Summarizing these issues, we can list the typical challenges faced by BPD patients as follows:
- High risk of suicide
- Other health complications such as obesity, diabetes, gastrointestinal disease, cardiovascular disease and hypertension
- Chronic pain
- Sexually transmitted diseases
- Association with other personality disorders
- Mood disorders
- Eating disorders
- Posttraumatic stress disorder
- Substance use disorders
- Lower life expectancy
- Difficulty navigating the health care system
Preventing Borderline Personality Disorder
Treating Borderline Personality Disorder (BPD) heavily relies on building and sustaining a trusting relationship between the doctor and the patient. This can sometimes be difficult due to the patient’s unstable emotions, high-demanding nature, and tendency to test boundaries, which can complicate the treatment process.

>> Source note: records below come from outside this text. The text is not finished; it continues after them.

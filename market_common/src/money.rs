use std::{
    fmt::Display,
    iter::Sum,
    ops::{Add, AddAssign, Mul, Neg, Sub, SubAssign},
};

use serde::{Deserialize, Serialize};
use sqlx::Type;
use thiserror::Error;

use crate::op;

pub const DEFAULT_CURRENCY_CODE: &str = "AUD";

//--------------------------------------        Money          ---------------------------------------------------------
/// An amount of money in the smallest currency unit (cents).
#[derive(Debug, Clone, Copy, Default, Type, PartialEq, Eq, Ord, PartialOrd, Hash, Serialize, Deserialize)]
#[sqlx(transparent)]
pub struct Money(i64);

op!(binary Money, Add, add);
op!(binary Money, Sub, sub);
op!(inplace Money, AddAssign, add_assign);
op!(inplace Money, SubAssign, sub_assign);
op!(unary Money, Neg, neg);

impl Mul<i64> for Money {
    type Output = Self;

    fn mul(self, rhs: i64) -> Self::Output {
        Self::from(self.value() * rhs)
    }
}

impl Sum for Money {
    fn sum<I: Iterator<Item = Self>>(iter: I) -> Self {
        iter.fold(Self::default(), Add::add)
    }
}

#[derive(Debug, Clone, Error)]
#[error("Value cannot be represented as Money: {0}")]
pub struct MoneyConversionError(String);

impl From<i64> for Money {
    fn from(value: i64) -> Self {
        Self(value)
    }
}

impl TryFrom<u64> for Money {
    type Error = MoneyConversionError;

    fn try_from(value: u64) -> Result<Self, Self::Error> {
        i64::try_from(value)
            .map(Self)
            .map_err(|_| MoneyConversionError(format!("Value {value} is too large to convert to Money")))
    }
}

impl Display for Money {
    fn fmt(&self, f: &mut std::fmt::Formatter<'_>) -> std::fmt::Result {
        let sign = if self.0 < 0 { "-" } else { "" };
        let cents = self.0.unsigned_abs();
        write!(f, "{sign}${}.{:02}", cents / 100, cents % 100)
    }
}

impl Money {
    pub fn value(&self) -> i64 {
        self.0
    }

    pub fn from_dollars(dollars: i64) -> Self {
        Self(dollars * 100)
    }

    pub fn is_zero(&self) -> bool {
        self.0 == 0
    }
}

Patients with BPD may frequently show inconsistent emotional responses, make excessive demands, and push the limits of their relationships. This can make it difficult for the doctor to establish a proper therapeutic relationship, making the treatment even more challenging.
However, making patients feel genuinely cared for through warmth and support can help engage them better. Doctors can reassure patients that they are in a safe and supportive environment and encourage them to openly discuss their symptoms and social stressors.
It’s crucial for clinicians to understand and address the unique problems and hurdles that patients with BPD are dealing with, especially when they’re not in an immediate crisis. Patients can also be encouraged to use their existing social connections and be part of group activities as a part of their support network.